Je ne dois rien à Adam.

Dès la première page, les dés sont jetés. Hardouin nous plonge dans la liturgie d'instants antérieurs à l'existence d'Ève. Bataille aux avant-postes de la création, transactions entre le néant et la lumière, incandescences entre l'homme et la femme en devenir, avortement spontané de relations pré-humaines.

Rien que cela ! Le poète se met à la place de cette Amazone pré-biblique qui choisit, repousse, commande, détruit et façonne, qui est jalouse de la trop sage Ève et de ses engeances. Lilith, mortifère, séduit le mâle dans ses orages érotiques :

Je repense aux vertiges occultes, lieux de morsures désirantes en désirades, Précipices à la reliure des corps. L'imaginaire galope au cœur de ma sève.

Opium de l'immensité. Écartèlement  des interdits.

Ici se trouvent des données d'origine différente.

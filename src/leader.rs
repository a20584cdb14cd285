//! Leader election on a coordination.k8s.io Lease.
//!
//! Only the holder of the lease runs the controller. The holder renews the
//! lease periodically; another instance takes it over once the renew time is
//! older than the lease duration. Every write carries the resourceVersion it
//! was computed from, so two candidates racing for an expired lease cannot
//! both win.

use std::time::Duration;

use k8s_openapi::api::coordination::v1::{Lease, LeaseSpec};
use k8s_openapi::apimachinery::pkg::apis::meta::v1::{MicroTime, ObjectMeta};
use k8s_openapi::chrono::{DateTime, Utc};
use kube::api::{Api, PostParams};
use kube::{Client, ResourceExt};
use tracing::{debug, info};

use crate::controller::error::{Error, Result};

/// Identity and timing of a lease candidate.
#[derive(Clone, Debug)]
pub struct LeaseLockParams {
    pub holder_id: String,
    pub lease_name: String,
    pub lease_ttl: Duration,
}

/// Outcome of one acquire-or-renew attempt.
#[derive(Clone, Debug)]
pub struct LeaseLockResult {
    pub acquired_lease: bool,
    pub holder: Option<String>,
}

/// A Lease used as a leader lock.
pub struct LeaseLock {
    api: Api<Lease>,
    params: LeaseLockParams,
}

impl LeaseLock {
    pub fn new(client: Client, namespace: &str, params: LeaseLockParams) -> Self {
        Self {
            api: Api::namespaced(client, namespace),
            params,
        }
    }

    /// Take the lease if it is free or expired, renew it if we hold it.
    ///
    /// Losing a write race is not an error: the result just reports that the
    /// lease was not acquired.
    pub async fn try_acquire_or_renew(&self) -> Result<LeaseLockResult> {
        let now = Utc::now();
        let Some(current) = self.api.get_opt(&self.params.lease_name).await? else {
            let lease = new_lease(&self.params, now);
            return match self.api.create(&PostParams::default(), &lease).await {
                Ok(_) => {
                    info!(lease = %self.params.lease_name, "Created leader lease");
                    Ok(self.held())
                }
                Err(kube::Error::Api(e)) if e.code == 409 => Ok(self.lost(None)),
                Err(e) => Err(Error::Kube(e)),
            };
        };

        let Some(spec) = claim(current.spec.as_ref(), &self.params, now) else {
            return Ok(self.lost(holder_of(&current)));
        };

        let mut updated = current.clone();
        updated.spec = Some(spec);
        match self
            .api
            .replace(&self.params.lease_name, &PostParams::default(), &updated)
            .await
        {
            Ok(_) => Ok(self.held()),
            Err(kube::Error::Api(e)) if e.code == 409 => {
                debug!(lease = %current.name_any(), "Lost race for leader lease");
                Ok(self.lost(holder_of(&current)))
            }
            Err(e) => Err(Error::Kube(e)),
        }
    }

    fn held(&self) -> LeaseLockResult {
        LeaseLockResult {
            acquired_lease: true,
            holder: Some(self.params.holder_id.clone()),
        }
    }

    fn lost(&self, holder: Option<String>) -> LeaseLockResult {
        LeaseLockResult {
            acquired_lease: false,
            holder,
        }
    }
}

fn holder_of(lease: &Lease) -> Option<String> {
    lease.spec.as_ref().and_then(|s| s.holder_identity.clone())
}

fn ttl_seconds(params: &LeaseLockParams) -> i32 {
    i32::try_from(params.lease_ttl.as_secs()).unwrap_or(i32::MAX)
}

fn new_lease(params: &LeaseLockParams, now: DateTime<Utc>) -> Lease {
    Lease {
        metadata: ObjectMeta {
            name: Some(params.lease_name.clone()),
            ..Default::default()
        },
        spec: Some(LeaseSpec {
            holder_identity: Some(params.holder_id.clone()),
            lease_duration_seconds: Some(ttl_seconds(params)),
            acquire_time: Some(MicroTime(now)),
            renew_time: Some(MicroTime(now)),
            lease_transitions: Some(0),
            ..Default::default()
        }),
    }
}

/// Whether the lease ran out at `now`. A lease without renew time or
/// duration has never been held.
pub fn is_expired(spec: &LeaseSpec, now: DateTime<Utc>) -> bool {
    match (&spec.renew_time, spec.lease_duration_seconds) {
        (Some(renewed), Some(duration)) => {
            now.signed_duration_since(renewed.0).num_milliseconds() > i64::from(duration) * 1000
        }
        _ => true,
    }
}

/// The spec to write for `params` at `now`, or `None` while someone else
/// holds a live lease.
pub fn claim(
    current: Option<&LeaseSpec>,
    params: &LeaseLockParams,
    now: DateTime<Utc>,
) -> Option<LeaseSpec> {
    let current = current.cloned().unwrap_or_default();
    let ours = current.holder_identity.as_deref() == Some(params.holder_id.as_str());

    if ours {
        return Some(LeaseSpec {
            renew_time: Some(MicroTime(now)),
            lease_duration_seconds: Some(ttl_seconds(params)),
            ..current
        });
    }
    if !is_expired(&current, now) {
        return None;
    }
    Some(LeaseSpec {
        holder_identity: Some(params.holder_id.clone()),
        lease_duration_seconds: Some(ttl_seconds(params)),
        acquire_time: Some(MicroTime(now)),
        renew_time: Some(MicroTime(now)),
        lease_transitions: Some(current.lease_transitions.unwrap_or(0) + 1),
        ..current
    })
}
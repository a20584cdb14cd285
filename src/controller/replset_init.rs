//! Replica set bootstrap.
//!
//! A replica set is initiated once, from inside one of its own pods, where
//! mongod's localhost exception allows the first admin command without
//! credentials. The bootstrap is only attempted after the operator has been
//! up for the quiescence window, so freshly scheduled pods get a chance to
//! settle first.

use std::collections::HashSet;
use std::sync::{Arc, Mutex, MutexGuard};
use std::time::Duration;

use k8s_openapi::api::core::v1::Pod;
use kube::ResourceExt;
use tracing::{debug, info};

use crate::controller::error::{Error, Result};
use crate::controller::platform::PodExecutor;
use crate::resources::statefulset::MONGOD_CONTAINER_NAME;

/// Bootstrap command run inside the chosen pod. Safe to run twice: it
/// exits successfully when the replica set is already initiated.
pub const INITIATOR_COMMAND: [&str; 2] = ["k8s-mongodb-initiator", "init"];

/// Whether the bootstrap may be attempted.
///
/// All of: not initialized yet, at least one pod, and the operator has been
/// running for strictly longer than the quiescence window.
pub fn is_init_eligible(
    initialized: bool,
    pod_count: usize,
    elapsed: Duration,
    window: Duration,
) -> bool {
    !initialized && pod_count > 0 && elapsed > window
}

/// Whether the mongod container of a pod is running and passed readiness.
pub fn is_mongod_ready(pod: &Pod) -> bool {
    pod.status
        .as_ref()
        .and_then(|s| s.container_statuses.as_ref())
        .and_then(|statuses| statuses.iter().find(|c| c.name == MONGOD_CONTAINER_NAME))
        .is_some_and(|c| c.ready && c.state.as_ref().is_some_and(|s| s.running.is_some()))
}

/// First pod, in listing order, whose mongod is running and ready.
pub fn first_eligible_pod(pods: &[Pod]) -> Option<&Pod> {
    pods.iter().find(|p| is_mongod_ready(p))
}

/// Run the bootstrap command on the first eligible pod.
///
/// Returns the name of the pod it ran on. Fails with
/// [`Error::NoEligibleMember`] when no pod qualifies; an exec failure is
/// returned as is and the replica set stays uninitialized.
pub async fn initiate_replset(
    executor: &dyn PodExecutor,
    namespace: &str,
    replset: &str,
    pods: &[Pod],
) -> Result<String> {
    let pod = first_eligible_pod(pods).ok_or_else(|| Error::NoEligibleMember(replset.to_string()))?;
    let pod_name = pod.name_any();

    info!(replset = %replset, pod = %pod_name, "Initiating replica set");
    executor
        .exec(
            namespace,
            &pod_name,
            MONGOD_CONTAINER_NAME,
            INITIATOR_COMMAND.iter().map(|s| s.to_string()).collect(),
        )
        .await?;
    info!(replset = %replset, pod = %pod_name, "Replica set initiated");
    Ok(pod_name)
}

/// In-process single-flight guard for replica set bootstraps.
///
/// Keys are `namespace/cluster/replset`. Only one holder per key at a time;
/// the key is released when the [`InitPermit`] is dropped.
#[derive(Clone, Debug, Default)]
pub struct InitGuard {
    in_flight: Arc<Mutex<HashSet<String>>>,
}

impl InitGuard {
    pub fn new() -> Self {
        Self::default()
    }

    pub fn key(namespace: &str, cluster: &str, replset: &str) -> String {
        format!("{}/{}/{}", namespace, cluster, replset)
    }

    /// Take the key, or `None` if another bootstrap holds it.
    pub fn try_acquire(&self, key: &str) -> Option<InitPermit> {
        let mut in_flight = lock(&self.in_flight);
        if !in_flight.insert(key.to_string()) {
            debug!(key = %key, "Bootstrap already in flight");
            return None;
        }
        Some(InitPermit {
            key: key.to_string(),
            in_flight: Arc::clone(&self.in_flight),
        })
    }

    pub fn is_held(&self, key: &str) -> bool {
        lock(&self.in_flight).contains(key)
    }
}

/// Held while a bootstrap runs.
#[derive(Debug)]
pub struct InitPermit {
    key: String,
    in_flight: Arc<Mutex<HashSet<String>>>,
}

impl Drop for InitPermit {
    fn drop(&mut self) {
        lock(&self.in_flight).remove(&self.key);
    }
}

// The set stays consistent even if a holder panicked.
fn lock(set: &Mutex<HashSet<String>>) -> MutexGuard<'_, HashSet<String>> {
    set.lock().unwrap_or_else(|e| e.into_inner())
}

Impatience du soir dans les frissons de ma peau. J'hésite à l'orée d'un mirage, poignard qui embroche l'intimité du vécu. Aventure de l'esprit, en une dérive dans le secret d'une faim immesurée.

Oui, impudiquement j'ai aimé la jouissance, et je sais que l'on ne partage pas l'hostie sans faire saigner la vigne.

Peur ou besoin ?

 

Les sillons volcaniques de Nicole Hardouin sécrètent leur lave : pas un paragraphe qui ne harcèle le lecteur. L'alchimie corrosive du verbe prend à la gorge. Les fumerolles sont à la fois byzantines par l'abondance de leurs images et de leurs délires mais aussi romaines, en quelque sorte lapidaires : mots isolés qui concluent une envolée lyrique, mots cruels, "En vain ", "Illusion", "effroi", "est-ce mieux ?", claquant leur désespoir...

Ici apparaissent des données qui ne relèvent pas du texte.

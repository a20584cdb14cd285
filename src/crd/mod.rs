//! Custom Resource Definitions (CRDs) for mongodb-operator.
//!
//! - `MongoDbCluster`: a MongoDB deployment made of one or more replica sets

mod mongodb_cluster;

pub use mongodb_cluster::*;
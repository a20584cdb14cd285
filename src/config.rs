//! Operator configuration.
//!
//! Every setting is a command line flag with an environment variable
//! fallback, so the operator can be configured from its Deployment manifest
//! without rebuilding the image.

use std::time::Duration;

use clap::{Parser, ValueEnum};

/// Container platform the operator runs on.
#[derive(Clone, Copy, Debug, Default, PartialEq, Eq, ValueEnum)]
pub enum Platform {
    #[default]
    Kubernetes,
    Openshift,
}

/// Runtime configuration for the operator.
#[derive(Parser, Clone, Debug)]
#[command(name = "mongodb-operator", version, about = "Kubernetes operator for MongoDB replica sets")]
pub struct OperatorConfig {
    /// Seconds after operator start before a replica set may be initiated
    #[arg(long, env = "REPLSET_INIT_WAIT", default_value_t = 30)]
    pub replset_init_wait: u64,

    /// Dial timeout for member probes, in seconds
    #[arg(long, env = "MONGODB_TIMEOUT", default_value_t = 3)]
    pub mongodb_timeout: u64,

    /// Platform the operator is deployed on
    #[arg(long, env = "PLATFORM", value_enum, default_value_t = Platform::Kubernetes)]
    pub platform: Platform,

    /// Only watch clusters in this namespace (all namespaces when unset)
    #[arg(long, env = "WATCH_NAMESPACE")]
    pub watch_namespace: Option<String>,

    /// Seconds between watchdog member probes
    #[arg(long, env = "WATCHDOG_INTERVAL", default_value_t = 15)]
    pub watchdog_interval: u64,

    /// Port for the health and metrics server
    #[arg(long, env = "HEALTH_PORT", default_value_t = 8080)]
    pub health_port: u16,
}

impl Default for OperatorConfig {
    fn default() -> Self {
        Self {
            replset_init_wait: 30,
            mongodb_timeout: 3,
            platform: Platform::Kubernetes,
            watch_namespace: None,
            watchdog_interval: 15,
            health_port: 8080,
        }
    }
}

impl OperatorConfig {
    /// Quiescence window before the first bootstrap.
    pub fn init_wait(&self) -> Duration {
        Duration::from_secs(self.replset_init_wait)
    }

    pub fn dial_timeout(&self) -> Duration {
        Duration::from_secs(self.mongodb_timeout)
    }

    pub fn watchdog_interval(&self) -> Duration {
        Duration::from_secs(self.watchdog_interval)
    }
}
//! Controller module for mongodb-operator.
//!
//! Contains the reconciliation loop for MongoDbCluster and the pieces it is
//! built from: workload diffing, member probes, status aggregation and the
//! one-time replica set bootstrap.

pub mod cluster_reconciler;
pub mod cluster_validation;
pub mod context;
pub mod error;
pub mod platform;
pub mod replset_init;
pub mod replset_reconciler;
pub mod state_diff;
pub mod status;
pub mod topology_probe;
pub mod watchdog;
//! Resource generation module.
//!
//! Contains utilities for generating Kubernetes resources owned by MongoDbCluster.
//!
//! ## Resources Generated
//!
//! | Resource | Purpose |
//! |----------|---------|
//! | StatefulSet | Stable pod identity and storage for replica set members |
//! | Headless Service | Member DNS (publishNotReadyAddresses) |

pub mod common;
pub mod quantity;
pub mod services;
pub mod statefulset;

pub use common::{LabelSet, owner_reference, standard_labels};
pub use statefulset::{DesiredWorkload, PlatformFacts, build_desired_workload};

Et la femme fatale de finalement s'en aller : Fuite pour me lover dans la planète de Venus, refuge dans ses lumineux abysses. […] Le reflet brisé n'est plus que l'ombre blanche du silence.

Lilith
l'amour d'une maudite : thème mésopotamien mais d'une urgence contemporaine. Recueil majeur de Nicole Hardouin, jeté sur la cellulose avec une plume de feu et un langage de plomb en fusion. Opuscule pour lecteurs qui ne craignent ni d'investiguer un mythe récurrent dans d'antiques civilisations, ni de brûler leur rétine.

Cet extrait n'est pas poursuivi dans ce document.